In an effort to bolster these traffic prediction capabilities, Google’s Artificial Intelligence Research Laboratory and Alphabet DeepMind have expanded to include Sydney, Tokyo, Berlin, Jakarta, Sao Paulo, and Washington, D.C. For example, real-time ETA has been improved by up to 50% in sites using a machine learning technology known as neural networks. For the graph.
Google Maps product manager Johan Lau said Google Maps uses aggregated location data and historical traffic patterns to understand traffic conditions to determine current traffic estimates, but previously ignored what traffic might happen during a traffic congestion trip.
“Our forecasts for the estimated time of arrival already contain a high-resolution bar – in fact, we see that our forecasts have been consistently accurate for over 97% of the visits … This is a technology that makes Google Maps better that enables us to predict whether or not you will be affected by it. Starts after “.

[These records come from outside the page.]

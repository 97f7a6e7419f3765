use axum::{extract::State, routing::get, Json, Router};
use rand::rngs::StdRng;
use rand::SeedableRng;
use serde::Serialize;
use skywings_offer::{
    analytics::{DEFAULT_HISTOGRAM_BINS, DEFAULT_TOP_DESTINATIONS},
    duration_price_points, price_histogram, top_destinations, CatalogSummary, DestinationCount,
    DurationPricePoint, PriceBucket,
};

use crate::state::AppState;

#[derive(Debug, Serialize)]
pub struct AnalyticsResponse {
    pub summary: CatalogSummary,
    pub price_histogram: Vec<PriceBucket>,
    pub top_destinations: Vec<DestinationCount>,
    pub duration_vs_price: Vec<DurationPricePoint>,
}

pub fn routes() -> Router<AppState> {
    Router::new().route("/v1/analytics", get(get_analytics))
}

/// GET /v1/analytics
/// Aggregates over a freshly generated catalog
async fn get_analytics(State(state): State<AppState>) -> Json<AnalyticsResponse> {
    let mut rng = StdRng::from_entropy();
    let catalog = state.generator.generate(&mut rng, state.catalog_size);

    let summary = CatalogSummary::from_catalog(&catalog);
    tracing::debug!(
        "Analytics over {} flights, average price {:?}",
        summary.total_flights,
        summary.average_price
    );

    Json(AnalyticsResponse {
        summary,
        price_histogram: price_histogram(&catalog, DEFAULT_HISTOGRAM_BINS),
        top_destinations: top_destinations(&catalog, DEFAULT_TOP_DESTINATIONS),
        duration_vs_price: duration_price_points(&catalog),
    })
}
use std::collections::HashMap;
use std::sync::Arc;

use skywings_catalog::FlightGenerator;
use skywings_core::{Clock, SystemClock};
use skywings_order::Session;
use tokio::sync::RwLock;
use uuid::Uuid;

use crate::app_config::Config;

#[derive(Clone)]
pub struct AppState {
    pub sessions: Arc<SessionStore>,
    pub generator: Arc<FlightGenerator>,
    pub clock: Arc<dyn Clock>,
    pub catalog_size: usize,
}

impl AppState {
    pub fn new(config: &Config) -> Self {
        Self::with_clock(config, Arc::new(SystemClock))
    }

    pub fn with_clock(config: &Config, clock: Arc<dyn Clock>) -> Self {
        Self {
            sessions: Arc::new(SessionStore::new(config.sessions.max_sessions, clock.clone())),
            generator: Arc::new(FlightGenerator::new(clock.clone())),
            clock,
            catalog_size: config.catalog.size,
        }
    }
}

/// In-process session container. Each user's bookings live in their own
/// `Session`; nothing is shared between sessions.
pub struct SessionStore {
    sessions: RwLock<HashMap<Uuid, Session>>,
    max_sessions: usize,
    clock: Arc<dyn Clock>,
}

impl SessionStore {
    pub fn new(max_sessions: usize, clock: Arc<dyn Clock>) -> Self {
        Self {
            sessions: RwLock::new(HashMap::new()),
            max_sessions: max_sessions.max(1),
            clock,
        }
    }

    /// Open a new session, evicting the oldest ones once the store is full
    pub async fn create(&self) -> Uuid {
        let session = Session::new(self.clock.now());
        let id = session.id;

        let mut sessions = self.sessions.write().await;
        while sessions.len() >= self.max_sessions {
            let oldest = sessions
                .values()
                .min_by_key(|s| s.created_at)
                .map(|s| s.id);
            match oldest {
                Some(oldest) => {
                    tracing::debug!("Evicting session {}", oldest);
                    sessions.remove(&oldest);
                }
                None => break,
            }
        }
        sessions.insert(id, session);
        id
    }

    /// Run `f` against one session; `None` when the session is unknown.
    pub async fn with_session<T>(&self, id: &Uuid, f: impl FnOnce(&mut Session) -> T) -> Option<T> {
        let mut sessions = self.sessions.write().await;
        sessions.get_mut(id).map(f)
    }

    pub async fn len(&self) -> usize {
        self.sessions.read().await.len()
    }
}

Using neural networks in the graph, DeepMind researchers said this allowed Google Maps to incorporate “a relational learning bias to model the communication structure of road networks in the real world.”
“Our tests have shown the benefit of expanding to roads adjacent to adjacent roads that are not part of the main road,” DeepMind explained in a blog post.
For example, consider how congestion on a side street spreads to affect traffic on a large street. By bypassing multiple intersections, the model naturally gains the ability to predict delays and cornering delays due to merges and overtakes in interrupted traffic. In mapping neural networks to normalize harmonic spaces lends our power to our modeling technique. “
At the same time, Google Maps has also indicated how to update its machine learning model to account for changes in global traffic patterns that have changed since the emergence of the new coronavirus epidemic.
According to Lau, the model automatically prioritizes past traffic patterns for the past two to four weeks and reduces pattern preferences from any earlier.